5. 表面張力が６６ｍＮ／ｍ以上である、請求項１〜４のいずれか１項に記載の粒子状吸水剤。
6. 粒子形状が不定形破砕状である、請求項１〜５のいずれか１項に記載の粒子状吸水剤。
7. 吸湿流動性（Ｂ．Ｒ．）が５０重量％以下である、請求項１〜６のいずれか１項に記載の粒子状吸水剤。
8. 水可溶分（Ｅｘｔ）が２５重量％以下である、請求項１〜７のいずれか１項に記載の粒子状吸水剤。
9. 劣化可溶分が３０重量％以下である、請求項１〜８のいずれか１項に記載の粒子状吸水剤。
10. 加圧下吸水倍率（ＡＡＰ）が１８ｇ／ｇ以上である、請求項１〜９のいずれか１項に記載の粒子状吸水剤。
11. 加圧下吸水倍率（ＡＡＰ）が２６ｇ／ｇ以上である、請求項１〜１０のいずれか１項に記載の粒子状吸水剤。
12. 下記式で規定される内部気泡率が０．５〜２．５％である、請求項１〜１１のいずれか１項に記載の粒子状吸水剤。
    （内部気泡率［％］）＝｛（真密度［ｇ／ｃｍ^３］）−（見かけ密度［ｇ／ｃｍ^３］）｝／（真密度［ｇ／ｃｍ^３］）×１００
13. かさ比重が０．５７〜０．７５である、請求項１〜１２のいずれか１項に記載の粒子状吸水剤。

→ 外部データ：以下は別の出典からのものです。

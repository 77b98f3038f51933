//! Push-only notifications to the presentation layer.

use serde::{Deserialize, Serialize};

use crate::core::{GameEvent, Team, TeamColor, TeamId};
use crate::timers::Millis;

/// What the word card shows.
#[derive(Clone, Debug, PartialEq, Eq, Serialize, Deserialize)]
pub enum DisplayedWord {
    Word(String),
    /// The selected categories hold no words. Play continues regardless.
    NoWords,
}

/// A team as shown on the elimination and winner screens.
#[derive(Clone, Debug, PartialEq, Eq, Serialize, Deserialize)]
pub struct TeamSummary {
    pub team: TeamId,
    pub color: TeamColor,
    pub players: Vec<String>,
    pub events: Vec<GameEvent>,
}

impl From<&Team> for TeamSummary {
    fn from(team: &Team) -> Self {
        Self {
            team: team.id(),
            color: team.color(),
            players: team.players().iter().map(|p| p.name().to_string()).collect(),
            events: team.events().iter().cloned().collect(),
        }
    }
}

/// A state change the presentation layer may want to render.
#[derive(Clone, Debug, PartialEq, Eq, Serialize, Deserialize)]
pub enum Notification {
    /// Someone new holds the turn and must tap to start.
    TurnAnnounced {
        team: TeamId,
        player: String,
        next_player: String,
    },
    WordShown(DisplayedWord),
    /// Bomb countdown, once per displayed second.
    BombTick {
        remaining: Millis,
        /// Last ten seconds.
        intense: bool,
    },
    TeamTime {
        team: TeamId,
        remaining: Millis,
    },
    SkipReady(bool),
    BombExploded {
        team: TeamId,
        penalty: Millis,
        remaining: Millis,
    },
    TeamEliminated(TeamSummary),
    /// `None` when every team went out together.
    GameFinished { winner: Option<TeamSummary> },
}

/// Receives notifications. Never read back by the session.
pub trait PresentationSink {
    fn notify(&mut self, notification: Notification);
}

/// Collects notifications in order.
impl PresentationSink for Vec<Notification> {
    fn notify(&mut self, notification: Notification) {
        self.push(notification);
    }
}

impl<S: PresentationSink + ?Sized> PresentationSink for Box<S> {
    fn notify(&mut self, notification: Notification) {
        (**self).notify(notification);
    }
}

/// Drops everything.
#[derive(Clone, Copy, Debug, Default)]
pub struct NullSink;

impl PresentationSink for NullSink {
    fn notify(&mut self, _notification: Notification) {}
}

#[cfg(test)]
mod tests {
    use super::*;
    use crate::core::Player;

    #[test]
    fn test_summary_from_team() {
        let mut team = Team::new(TeamId::new(1), TeamColor::DeepBlue, 90_000);
        team.add_player(Player::new("Ben", TeamId::new(1)));
        team.add_player(Player::new("Ed", TeamId::new(1)));
        team.record(GameEvent::guessed("tea", 2_000));

        let summary = TeamSummary::from(&team);
        assert_eq!(summary.players, vec!["Ben", "Ed"]);
        assert_eq!(summary.color, TeamColor::DeepBlue);
        assert_eq!(summary.events.len(), 1);
    }

    #[test]
    fn test_vec_sink_keeps_order() {
        let mut sink: Vec<Notification> = Vec::new();
        sink.notify(Notification::SkipReady(false));
        sink.notify(Notification::WordShown(DisplayedWord::NoWords));
        assert_eq!(sink[0], Notification::SkipReady(false));
        assert_eq!(sink[1], Notification::WordShown(DisplayedWord::NoWords));

        NullSink.notify(Notification::SkipReady(true));
    }

    #[test]
    fn test_notification_json() {
        let n = Notification::BombTick { remaining: 9_000, intense: true };
        let json = serde_json::to_string(&n).unwrap();
        let back: Notification = serde_json::from_str(&json).unwrap();
        assert_eq!(n, back);
    }
}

14. 拡散吸収倍率６０分が１８ｇ／ｇ以上である、請求項１〜１３のいずれか１項に記載の粒子状吸水剤。
15. 拡散吸収倍率１０分が７ｇ／ｇ以上である、請求項１〜１４のいずれか１項に記載の粒子状吸水剤。
16. ポリアクリル酸（塩）系吸水性樹脂を主成分とする、請求項１〜１５のいずれか１項に記載の粒子状吸水剤。

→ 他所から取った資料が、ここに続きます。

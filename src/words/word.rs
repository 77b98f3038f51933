//! Words and the categories they are grouped in.

use serde::{Deserialize, Serialize};

/// A word to describe, tagged with its category and difficulty.
#[derive(Clone, Debug, PartialEq, Eq, Hash, Serialize, Deserialize)]
pub struct Word {
    /// Display text, treated as opaque.
    pub text: String,

    /// Id of the owning category.
    #[serde(default)]
    pub category: String,

    /// 1 = easy, 2 = medium, 3 = hard.
    #[serde(default = "default_difficulty")]
    pub difficulty: u8,
}

fn default_difficulty() -> u8 {
    1
}

impl Word {
    /// Create a new word.
    pub fn new(text: impl Into<String>, category: impl Into<String>, difficulty: u8) -> Self {
        Self {
            text: text.into(),
            category: category.into(),
            difficulty,
        }
    }
}

/// A named group of words players can choose to play with.
#[derive(Clone, Debug, PartialEq, Eq, Serialize, Deserialize)]
pub struct Category {
    pub id: String,
    pub name: String,
    #[serde(default)]
    pub emoji: String,
    #[serde(default)]
    pub words: Vec<Word>,
}

impl Category {
    /// Create an empty category.
    pub fn new(id: impl Into<String>, name: impl Into<String>, emoji: impl Into<String>) -> Self {
        Self {
            id: id.into(),
            name: name.into(),
            emoji: emoji.into(),
            words: Vec::new(),
        }
    }

    /// Add a word (builder pattern). The word is re-tagged with this category.
    #[must_use]
    pub fn with_word(mut self, text: impl Into<String>, difficulty: u8) -> Self {
        let word = Word::new(text, self.id.clone(), difficulty);
        self.words.push(word);
        self
    }

    #[must_use]
    pub fn word_count(&self) -> usize {
        self.words.len()
    }

    /// Emoji followed by name, as shown in the category picker.
    #[must_use]
    pub fn display_name(&self) -> String {
        format!("{} {}", self.emoji, self.name)
    }
}

#[cfg(test)]
mod tests {
    use super::*;

    #[test]
    fn test_category_builder() {
        let cat = Category::new("food", "Food", "🍕")
            .with_word("pizza", 1)
            .with_word("sushi", 2);

        assert_eq!(cat.word_count(), 2);
        assert_eq!(cat.words[1], Word::new("sushi", "food", 2));
        assert_eq!(cat.display_name(), "🍕 Food");
    }

    #[test]
    fn test_word_defaults_from_json() {
        let word: Word = serde_json::from_str(r#"{"text":"chess"}"#).unwrap();
        assert_eq!(word.difficulty, 1);
        assert!(word.category.is_empty());
    }
}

17. ハイドロタルサイト構造を有する２価及び３価の２種類の金属カチオンと水酸基とを含有する多元金属化合物、およびリン酸類のアニオンと２価あるいは３価の金属カチオンとからなる水不溶性金属リン酸塩からなる群から選択される少なくとも１つの吸湿流動性改善剤をさらに含有する、請求項１〜１６のいずれか１項に記載の粒子状吸水剤。
18. 請求項１〜１７のいずれか１項に記載の粒子状吸水剤を含む吸収体。
19. 請求項１８に記載の吸収体を含む衛生物品。